Tottenham: How the xG data foresaw Kane’s rise to stardom

Manchester City are leading,“He should have scored from there”. “That was an easy chance”. “Those misses are going to come back to haunt us”. “Yet another chance goes begging”.

These are some of the stuff that we hear fans and pundits say when a player has failed to find the back of the net from a considerably great position.

However, recently pundits, football nerds and fans have increasingly started to use a new data – by the name of Expected Goals or xG – to support such claims.

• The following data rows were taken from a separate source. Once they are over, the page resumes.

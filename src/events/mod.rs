//! Event handling for the application.
//!
//! This module turns terminal input into application events.

mod handler;

use crossterm::event::KeyEvent;

pub use handler::EventHandler;

/// An event delivered to [`crate::app::App::update`].
#[derive(Debug, Clone, PartialEq, Eq)]
pub enum Event {
    /// A key was pressed.
    Key(KeyEvent),
    /// The terminal was resized.
    Resize(u16, u16),
    /// No input within the tick rate.
    Tick,
    /// Request to exit.
    Quit,
}
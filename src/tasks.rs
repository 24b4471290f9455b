//! Async task management for non-blocking API operations.
//!
//! Fetches run in background tasks while the UI keeps rendering. Results come
//! back to the main event loop over a tokio channel:
//!
//! 1. The app records a pending fetch (see `App::take_pending_fetch`)
//! 2. The main loop spawns it via `TaskSpawner`, tagged with a request id
//! 3. The task sends an `ApiMessage` when it completes
//! 4. The main loop polls the channel with `try_recv()` and hands the message
//!    to the app, which drops results for ids it is no longer waiting on
//!
//! If the receiving side is gone (the app shut down first) the send fails and
//! the result is discarded.

use tokio::sync::mpsc;
use tracing::debug;

use crate::api::{ApiError, Table, TablesClient};

/// Messages sent from background tasks to the main event loop.
#[derive(Debug)]
pub enum ApiMessage {
    /// Result of `GET /tables`.
    TablesFetched {
        /// Id of the request this answers.
        request_id: u64,
        result: Result<Vec<Table>, ApiError>,
    },
}

/// Spawns background tasks for async operations.
#[derive(Debug, Clone)]
pub struct TaskSpawner {
    tx: mpsc::UnboundedSender<ApiMessage>,
}

impl TaskSpawner {
    /// Create a new TaskSpawner with the given channel sender.
    pub fn new(tx: mpsc::UnboundedSender<ApiMessage>) -> Self {
        Self { tx }
    }

    /// Spawn a task that fetches all tables once.
    pub fn spawn_fetch_tables(&self, client: &TablesClient, request_id: u64) {
        let tx = self.tx.clone();
        let client = client.clone();
        tokio::spawn(async move {
            let result = client.fetch_tables().await;
            if tx
                .send(ApiMessage::TablesFetched { request_id, result })
                .is_err()
            {
                debug!(request_id, "Receiver gone, discarding fetch result");
            }
        });
    }
}

#[cfg(test)]
mod tests {
    use super::*;
    use crate::config::ApiConfig;
    use serde_json::json;
    use wiremock::matchers::{method, path};
    use wiremock::{Mock, MockServer, ResponseTemplate};

    #[tokio::test]
    async fn test_spawn_fetch_tables_sends_result_with_request_id() {
        let server = MockServer::start().await;
        Mock::given(method("GET"))
            .and(path("/tables"))
            .respond_with(ResponseTemplate::new(200).set_body_json(json!({
                "data": [{"id": 1, "title": "T", "items": []}]
            })))
            .expect(1)
            .mount(&server)
            .await;

        let client = TablesClient::new(&ApiConfig::new(server.uri())).unwrap();
        let (tx, mut rx) = mpsc::unbounded_channel();
        TaskSpawner::new(tx).spawn_fetch_tables(&client, 7);

        match rx.recv().await {
            Some(ApiMessage::TablesFetched { request_id, result }) => {
                assert_eq!(request_id, 7);
                assert_eq!(result.unwrap().len(), 1);
            }
            None => panic!("Expected a fetch result"),
        }
    }

    #[tokio::test]
    async fn test_spawn_fetch_tables_reports_errors() {
        let server = MockServer::start().await;
        Mock::given(method("GET"))
            .and(path("/tables"))
            .respond_with(ResponseTemplate::new(500))
            .mount(&server)
            .await;

        let client = TablesClient::new(&ApiConfig::new(server.uri())).unwrap();
        let (tx, mut rx) = mpsc::unbounded_channel();
        TaskSpawner::new(tx).spawn_fetch_tables(&client, 1);

        match rx.recv().await {
            Some(ApiMessage::TablesFetched { result, .. }) => {
                assert_eq!(result.unwrap_err().status(), Some(500));
            }
            None => panic!("Expected a fetch result"),
        }
    }

    #[tokio::test]
    async fn test_dropped_receiver_does_not_panic() {
        let server = MockServer::start().await;
        Mock::given(method("GET"))
            .and(path("/tables"))
            .respond_with(ResponseTemplate::new(200).set_body_json(json!({"data": []})))
            .mount(&server)
            .await;

        let client = TablesClient::new(&ApiConfig::new(server.uri())).unwrap();
        let (tx, rx) = mpsc::unbounded_channel();
        drop(rx);

        let spawner = TaskSpawner::new(tx);
        spawner.spawn_fetch_tables(&client, 1);
        // Give the task time to finish; the send failure must be swallowed.
        tokio::time::sleep(std::time::Duration::from_millis(200)).await;
    }
}
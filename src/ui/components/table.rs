//! Data table widget.
//!
//! Renders one header row (with a sort glyph on the sorted column) and one
//! body row per visible item.

use ratatui::{
    layout::{Constraint, Rect},
    style::{Modifier, Style},
    text::Text,
    widgets::{Block, Borders, Cell, Row, Table, TableState},
    Frame,
};

use super::search_bar::highlight_text;
use crate::api::Item;
use crate::query::Sorting;
use crate::ui::theme::theme;

/// Minimum width of a column, in cells.
const MIN_COLUMN_WIDTH: u16 = 4;

/// Maximum width of a column, in cells.
const MAX_COLUMN_WIDTH: u16 = 40;

/// Header label for `column`: the name plus `▴`/`▾` when it is the sort column.
pub fn header_label(column: &str, sorting: &Sorting) -> String {
    if sorting.column == column {
        format!("{} {}", column, sorting.order.glyph())
    } else {
        column.to_string()
    }
}

/// Compute a width per column from the header label and cell contents.
fn column_widths(columns: &[String], rows: &[&Item], sorting: &Sorting) -> Vec<Constraint> {
    columns
        .iter()
        .map(|column| {
            let header = header_label(column, sorting).chars().count();
            let widest = rows
                .iter()
                .filter_map(|item| item.get(column))
                .map(|value| value.to_string().chars().count())
                .max()
                .unwrap_or(0);
            let width = header
                .max(widest)
                .clamp(MIN_COLUMN_WIDTH as usize, MAX_COLUMN_WIDTH as usize);
            Constraint::Length(width as u16)
        })
        .collect()
}

/// Everything the table widget needs for one frame.
pub struct TableRender<'a> {
    /// Block title.
    pub title: &'a str,
    /// Columns in display order.
    pub columns: &'a [String],
    /// Rows, already filtered and sorted.
    pub rows: &'a [&'a Item],
    /// Active sort.
    pub sorting: &'a Sorting,
    /// Header cell with keyboard focus.
    pub focused_column: usize,
    /// Active query, used to highlight matches.
    pub query: &'a str,
}

impl TableRender<'_> {
    /// Render into `area`, using `state` for row selection and scrolling.
    pub fn render(&self, frame: &mut Frame, area: Rect, state: &mut TableState) {
        let t = theme();

        let header = Row::new(self.columns.iter().enumerate().map(|(i, column)| {
            let style = if i == self.focused_column {
                Style::default()
                    .fg(t.focused_header)
                    .add_modifier(Modifier::BOLD | Modifier::UNDERLINED)
            } else {
                Style::default().fg(t.accent).add_modifier(Modifier::BOLD)
            };
            Cell::from(header_label(column, self.sorting)).style(style)
        }))
        .height(1);

        let body = self.rows.iter().map(|item| {
            Row::new(self.columns.iter().map(|column| {
                let text = item.get(column).map(|v| v.to_string()).unwrap_or_default();
                Cell::from(Text::from(highlight_text(&text, self.query)))
            }))
        });

        let widths = column_widths(self.columns, self.rows, self.sorting);
        let table = Table::new(body, widths)
            .header(header)
            .block(
                Block::default()
                    .title(format!(" {} ", self.title))
                    .borders(Borders::ALL)
                    .border_style(Style::default().fg(t.muted)),
            )
            .highlight_style(Style::default().bg(t.highlight).add_modifier(Modifier::BOLD))
            .highlight_symbol("> ");

        frame.render_stateful_widget(table, area, state);
    }
}

#[cfg(test)]
mod tests {
    use super::*;
    use crate::api::CellValue;

    #[test]
    fn test_header_label_marks_sorted_column() {
        let sorting = Sorting::asc("title");
        assert_eq!(header_label("title", &sorting), "title ▴");
        assert_eq!(header_label("id", &sorting), "id");

        let sorting = Sorting::desc("title");
        assert_eq!(header_label("title", &sorting), "title ▾");
    }

    #[test]
    fn test_column_widths_fit_content_within_bounds() {
        let long = "x".repeat(100);
        let items = vec![Item::new(
            1,
            "ab",
            [("note".to_string(), CellValue::Text(long))],
        )];
        let rows: Vec<&Item> = items.iter().collect();
        let columns = vec!["id".to_string(), "title".to_string(), "note".to_string()];

        let widths = column_widths(&columns, &rows, &Sorting::asc("id"));
        assert_eq!(widths[0], Constraint::Length(MIN_COLUMN_WIDTH));
        assert_eq!(widths[1], Constraint::Length(5));
        assert_eq!(widths[2], Constraint::Length(MAX_COLUMN_WIDTH));
    }

    #[test]
    fn test_column_width_of_huge_cell_is_capped_not_wrapped() {
        // One past u16::MAX characters must not wrap to a tiny width.
        let huge = "x".repeat(u16::MAX as usize + 1);
        let items = vec![Item::new(
            1,
            "a",
            [("blob".to_string(), CellValue::Text(huge))],
        )];
        let rows: Vec<&Item> = items.iter().collect();
        let columns = vec!["blob".to_string()];

        let widths = column_widths(&columns, &rows, &Sorting::asc("id"));
        assert_eq!(widths[0], Constraint::Length(MAX_COLUMN_WIDTH));
    }
}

What is Expected Goal or xG?

I first came across this word while going through in-depth analysis articles and videos.

Like everybody else, it confused me as well. Of course, it is not as easy as understanding something like ‘shots on target‘ or ‘possession percentage’. It is something more complex.

Being not a big fan of intricate numbers and formulas, I initially gave xG a swipe to the left. Soon I realised that it was being used by more and more people and hence I was forced to learn more about it just like I was forced to assimilate Pythogorean Theorem.

However unlike the mathematic theory, xG actually ignited some kind of interest in me probably because it is related to football.

This interest led to me to read several articles about the same, watch videos and listen to podcasts. I got so determined to learn about this new favourite analytic tool of football data nerds that I went to read, watch or listen some of them more than once.

After all that research, if one is to ask what is Expected Goals or xG to me I would dumbstruck for more than a few seconds.

xG is “a measure of chance quality” in the words of Duncan Alexander, the co-founder of one of the most popular football data providers Opta. In the most simplest of words, it is an analytic tool that helps us to determine the quality of a goalscoring chance.


The birth and growth of xG

While I referred Expected Goals to as ‘a new data’, it has been around for about five years. It was introduced by Opta after being inspired by analytical models in the American sports.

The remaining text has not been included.